Chairs profanesLéon Vanier, libraire-éditeur (p. 19-21).

LAMENTATIONS D’AGAR

À J. K. Hüysmans


Poètes au grand cœur, je m’en réfère à vous ;
Malgré tout le mépris que j’inspire et les blâmes
Qu’on me jette en passant comme autant de cailloux,
N’ai-je pas tout le dévouement des saintes femmes ?

Mes rideaux sont un mur qui me cloître et jamais
Mes yeux n’ont le bonheur de voir errer les nues
Floconneuses parmi le ciel des tendres Mais
Sous les feuillages frissonnants des avenues,

La migraine me ceint de ronces, et les coups
Que je reçois au sein de l’amoureuse lice
Mieux qu’un rosaire me flagellent les genoux ;
La crainte du mal qui m’épie est mon cilice.

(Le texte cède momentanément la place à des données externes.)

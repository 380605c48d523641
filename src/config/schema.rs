//! Configuration schema definitions.
//!
//! This module defines the complete configuration structure for the gateway.
//! All types derive Serde traits for deserialization from config files.

use serde::{Deserialize, Serialize};

use crate::http::request::ApiVersion;

/// Root configuration for the booking gateway.
#[derive(Debug, Clone, Deserialize, Serialize, Default)]
#[serde(default)]
pub struct GatewayConfig {
    /// Upstream booking-platform API settings.
    pub api: ApiConfig,

    /// Fixed-window admission settings.
    pub rate_limit: RateLimitConfig,

    /// Retry configuration.
    pub retries: RetryConfig,

    /// Error classification settings.
    pub errors: ErrorConfig,

    /// Observability settings.
    pub observability: ObservabilityConfig,
}

/// Upstream API configuration.
#[derive(Debug, Clone, Deserialize, Serialize)]
#[serde(default)]
pub struct ApiConfig {
    /// API root, without version segment (e.g., "https://api.lodgify.com").
    pub base_url: String,

    /// API key sent on every request. Prefer the `BOOKING_API_KEY` env var.
    #[serde(skip_serializing)]
    pub api_key: String,

    /// Header carrying the API key.
    pub api_key_header: String,

    /// Version used when neither the caller nor the module picks one.
    pub default_version: ApiVersion,

    /// Reject POST/PUT/PATCH/DELETE before they reach the network.
    pub read_only: bool,

    /// Per-request transport timeout in seconds.
    pub timeout_secs: u64,

    /// User-Agent header value.
    pub user_agent: String,
}

impl Default for ApiConfig {
    fn default() -> Self {
        Self {
            base_url: "https://api.lodgify.com".to_string(),
            api_key: String::new(),
            api_key_header: "X-ApiKey".to_string(),
            default_version: ApiVersion::V2,
            read_only: false,
            timeout_secs: 30,
            user_agent: concat!("booking-gateway/", env!("CARGO_PKG_VERSION")).to_string(),
        }
    }
}

/// Rate limiting configuration.
#[derive(Debug, Clone, Deserialize, Serialize)]
#[serde(default)]
pub struct RateLimitConfig {
    /// Admissions allowed per window.
    pub limit: u32,

    /// Window length in milliseconds.
    pub window_ms: u64,

    /// Upper bound on the single wait taken when a call arrives over budget.
    pub backstop_ms: u64,
}

impl Default for RateLimitConfig {
    fn default() -> Self {
        Self {
            limit: 60,
            window_ms: 60_000,
            backstop_ms: 1_000,
        }
    }
}

/// Retry configuration.
#[derive(Debug, Clone, Deserialize, Serialize)]
#[serde(default)]
pub struct RetryConfig {
    /// Total attempts, including the first one.
    pub max_retries: u32,

    /// Base delay for exponential backoff in milliseconds.
    pub base_delay_ms: u64,

    /// Cap applied to every computed or server-directed delay.
    pub max_retry_delay_ms: u64,

    /// Add 0-10% jitter to computed backoff (never to server-directed waits).
    pub jitter: bool,
}

impl Default for RetryConfig {
    fn default() -> Self {
        Self {
            max_retries: 5,
            base_delay_ms: 1_000,
            max_retry_delay_ms: 30_000,
            jitter: false,
        }
    }
}

/// Error classification configuration.
#[derive(Debug, Clone, Deserialize, Serialize)]
#[serde(default)]
pub struct ErrorConfig {
    /// Redact sensitive keys and key-like values in error details.
    pub sanitize: bool,

    /// Attach the `source()` chain of native errors to `detail.chain`.
    pub include_source_chain: bool,
}

impl Default for ErrorConfig {
    fn default() -> Self {
        Self {
            sanitize: true,
            include_source_chain: false,
        }
    }
}

/// Observability configuration.
#[derive(Debug, Clone, Deserialize, Serialize)]
#[serde(default)]
pub struct ObservabilityConfig {
    /// Log level (trace, debug, info, warn, error).
    pub log_level: String,

    /// Enable the Prometheus metrics endpoint.
    pub metrics_enabled: bool,

    /// Metrics endpoint bind address.
    pub metrics_address: String,
}

impl Default for ObservabilityConfig {
    fn default() -> Self {
        Self {
            log_level: "info".to_string(),
            metrics_enabled: false,
            metrics_address: "127.0.0.1:9090".to_string(),
        }
    }
}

Et comme les religieuses d’hôpital,
Distribuant sous les rideaux, l’or des tisanes,
Câline, j’utilise à soulager le mal
Cet art par quoi je suis l’une des courtisanes.


Mieux qu’un breuvage et que la lune, aux cieux fleuris
Quand vient l’été, j’apaise instamment la torture,
Des longs désirs, meute altérée aux mille cris,
En m’y jetant résolument comme en pâture.

Je détiens le remède et l’oubli des douleurs
Sur ma gorge fardée et qu’assouplit une onde
Tiédie où l’on a fait infuser mille fleurs
D’un parfum si doux qu’il vous détache du monde.

Je sauve de l’amour fatal et soucieux
De celles dont les dents font d’atroces morsures
Et dont les yeux en fer de lance, dont les yeux
Ouvrent au cœur deux inguérissables blessures.

Et je me suis vouée à toute humilité,
Proclamant qui viendra, d’avance mon Idole,
Pour qu’il soit fait selon sa sainte volonté,
Et qu’il m’ait, chienne obéissante à sa parole.

Quelle torture épouvantable, ô doux Seigneur,
Que cet impérieux besoin qu’on a de plaire,
Que ces sourires, qui ne viennent pas du cœur
Et sous lesquels tous les dégoûts doivent se taire !


Mais ceux que je guéris n’ont pas le tendre émoi
Qu’il sied d’avoir pour tant d’obligeance épandue
Et leur œil, en partant, ne tourne pas vers moi
L’aveu de la reconnaissance qui m’est due.

Nul d’eux, lorsqu’on m’aura jetée en quelque coin
De terre, où poussera vite l’herbe oublieuse,
Sur ma tombe solitaire, n’aura le soin
D’apporter quelque fleur pauvre et silencieuse.

Que dis-je ? mon rappel leur serait importun.
Ils en ont peur comme on a peur de quelque fièvre,
ils ne voudront pas même odorer le parfum
De mon nom, revenant, violette, à leur lèvre.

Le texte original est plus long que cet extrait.